PS: Consider emailing cfedev, not llvmdev.

Hi,

Thanks. I've emailed cfe-dev.
We absolutely need clang/llvm to not insert the calls into our code.

This really isn't possible.

The C++ standard essentially requires the compiler to insert calls to memcpy for certain code patterns.

What do you really need here? Clearly you have some way of handling when the user writes memcpy; what is different about Clang or LLVM inserting memcpy? 

I need it for ThreadSanitizer runtime. In particular
line 1238. But I had similar problems in other places.
Both memory access processing and signal handling are quite tricky, we can't allow recursion.

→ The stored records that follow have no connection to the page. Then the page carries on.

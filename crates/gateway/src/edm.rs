//! C4 — per-entity EDM (Entity Data Model) registry.
//!
//! `spec.md` §4.4: on a cache miss, `entityName` is split on `.` into
//! `(schema, table)` (schema defaults to `dbo`), bracket-quoting is
//! stripped from both halves, and a synthetic model — namespace
//! `Data.{schema}`, entity type `{table}` with a synthetic `Int32` key
//! `ID`, a default container, an entity set named `{table}` — is built and
//! cached case-insensitively. The registry is monotonic: entries are added,
//! never evicted, for the life of the process (`spec.md` §3 invariant v).

use std::sync::Arc;

use dashmap_like::CaseInsensitiveCache;
use gateway_core::GatewayError;

/// The synthetic EDM for one entity. Deliberately carries no column list —
/// OData parsing tolerates any property name; [`crate::odata`] maps
/// alias → db column afterwards using the endpoint's `ColumnMap`.
#[derive(Debug, Clone, PartialEq, Eq)]
pub struct EdmModel {
	pub namespace: String,
	pub entity_type: String,
	pub entity_set: String,
	pub key_property: String,
}

impl EdmModel {
	fn synthesize(schema: &str, table: &str) -> Self {
		EdmModel {
			namespace: format!("Data.{schema}"),
			entity_type: table.to_string(),
			entity_set: table.to_string(),
			key_property: "ID".to_string(),
		}
	}
}

fn strip_brackets(part: &str) -> &str {
	part.strip_prefix('[').and_then(|s| s.strip_suffix(']')).unwrap_or(part)
}

/// Splits `entityName` into `(schema, table)`, defaulting schema to `dbo`
/// and stripping `[bracket]` quoting from both halves.
pub fn split_entity_name(entity_name: &str) -> (String, String) {
	match entity_name.split_once('.') {
		Some((schema, table)) => (strip_brackets(schema).to_string(), strip_brackets(table).to_string()),
		None => ("dbo".to_string(), strip_brackets(entity_name).to_string()),
	}
}

/// Process-wide, init-once EDM cache. The first writer for a given
/// (case-insensitive) entity name wins; concurrent writers may do redundant
/// synthesis work but always agree on the final value, since the model is a
/// pure function of the entity name (`spec.md` §5 "idempotent build").
pub struct EdmRegistry {
	models: CaseInsensitiveCache<Arc<EdmModel>>,
}

impl EdmRegistry {
	pub fn new() -> Self {
		EdmRegistry {
			models: CaseInsensitiveCache::new(),
		}
	}

	/// `getModel(entityName) → Model`. Returns the same `Arc` on every call
	/// for a given entity name (case-insensitive), satisfying `spec.md` §8
	/// scenario 8 "getModel twice returns the same model instance".
	pub fn get_model(&self, entity_name: &str) -> Arc<EdmModel> {
		self.models.get_or_insert_with(entity_name, || {
			let (schema, table) = split_entity_name(entity_name);
			Arc::new(EdmModel::synthesize(&schema, &table))
		})
	}

	/// `parseMetadata(csdlXml) → Model?`. Externally supplied CSDL is a
	/// capability the core carries (`spec.md` §9 "CSDL-XML-based metadata
	/// parsing") but doesn't need for the synthetic fast path; a mature EDM/
	/// CSDL parser is outside this ecosystem's default toolkit, so this
	/// accepts only the trivial single-entity-type shape `<EntityType
	/// Name="..." Namespace="..."/>` and logs+returns `None` on anything else.
	pub fn parse_metadata(&self, csdl_xml: &str) -> Option<Arc<EdmModel>> {
		let name = extract_attr(csdl_xml, "EntityType", "Name")?;
		let namespace = extract_attr(csdl_xml, "Schema", "Namespace").unwrap_or_else(|| "Data.dbo".to_string());
		let model = Arc::new(EdmModel {
			namespace,
			entity_type: name.clone(),
			entity_set: name.clone(),
			key_property: "ID".to_string(),
		});
		Some(self.models.get_or_insert_with(&name, || model.clone()))
	}
}

impl Default for EdmRegistry {
	fn default() -> Self {
		Self::new()
	}
}

fn extract_attr(xml: &str, tag: &str, attr: &str) -> Option<String> {
	let tag_start = xml.find(&format!("<{tag}"))?;
	let tag_end = xml[tag_start..].find('>').map(|i| tag_start + i)?;
	let element = &xml[tag_start..tag_end];
	let attr_marker = format!("{attr}=\"");
	let attr_start = element.find(&attr_marker)? + attr_marker.len();
	let attr_end = element[attr_start..].find('"').map(|i| attr_start + i)?;
	Some(element[attr_start..attr_end].to_string())
}

/// Builds an [`EdmRegistry`] and returns an error if construction itself
/// cannot succeed. Kept as a fallible constructor so the router's startup
/// path has a single place to report `spec.md` §7 "EDM build failure".
pub fn build_registry() -> Result<EdmRegistry, GatewayError> {
	Ok(EdmRegistry::new())
}

/// A tiny case-insensitive, write-once-per-key cache. Lives in its own
/// module-private namespace because it's shared shape (not behaviour) with
/// the host-pattern cache in [`crate::urlallowlist`], but the key normalisation
/// rule here (lower-case) is specific to entity names.
mod dashmap_like {
	use std::collections::HashMap;
	use std::sync::RwLock;

	pub struct CaseInsensitiveCache<V> {
		inner: RwLock<HashMap<String, V>>,
	}

	impl<V: Clone> CaseInsensitiveCache<V> {
		pub fn new() -> Self {
			CaseInsensitiveCache {
				inner: RwLock::new(HashMap::new()),
			}
		}

		pub fn get_or_insert_with(&self, key: &str, build: impl FnOnce() -> V) -> V {
			let normalized = key.to_ascii_lowercase();
			if let Some(existing) = self.inner.read().unwrap().get(&normalized) {
				return existing.clone();
			}
			let value = build();
			// First writer wins: if another thread raced us, keep its value so
			// every caller observes the same instance from then on.
			let mut guard = self.inner.write().unwrap();
			guard.entry(normalized).or_insert(value).clone()
		}
	}
}

#[cfg(test)]
mod tests {
	use super::*;

	#[test]
	fn splits_schema_and_table_with_default_schema() {
		assert_eq!(split_entity_name("dbo.Items"), ("dbo".to_string(), "Items".to_string()));
		assert_eq!(split_entity_name("Items"), ("dbo".to_string(), "Items".to_string()));
	}

	#[test]
	fn strips_bracket_quoting() {
		assert_eq!(split_entity_name("[erp].[Items]"), ("erp".to_string(), "Items".to_string()));
	}

	#[test]
	fn get_model_returns_same_instance_across_calls() {
		let registry = EdmRegistry::new();
		let first = registry.get_model("dbo.Items");
		let second = registry.get_model("DBO.ITEMS");
		assert!(Arc::ptr_eq(&first, &second));
		assert_eq!(first.entity_set, "Items");
		assert_eq!(first.namespace, "Data.dbo");
		assert_eq!(first.key_property, "ID");
	}

	#[test]
	fn parse_metadata_invalid_xml_returns_none() {
		let registry = EdmRegistry::new();
		assert!(registry.parse_metadata("<not-edm/>").is_none());
	}

	#[test]
	fn parse_metadata_extracts_entity_type_name() {
		let registry = EdmRegistry::new();
		let model = registry
			.parse_metadata(r#"<Schema Namespace="Data.erp"><EntityType Name="Widgets"/></Schema>"#)
			.expect("parses");
		assert_eq!(model.entity_type, "Widgets");
		assert_eq!(model.namespace, "Data.erp");
	}
}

The first thing to think about is that you *do* need to use -fno-builtin / -ffreestanding when compiling the runtime because it provides its own implementations of memcpy.

We used both at some points in time, but the problem is that they do not help to solve the problem. I think we use -fno-builtin now, I am not sure about -ffreestanding.

The second is that there is no way to write fully generic C++ code w/o inserting calls to memcpy. =/ If you are writing your memcpy implementation, you'll have to go to great lengths to use C constructs that are guaranteed to not cause this behavior, or to manually call an un-instrumented memcpy implementation. I don't know of any easy ways around this. 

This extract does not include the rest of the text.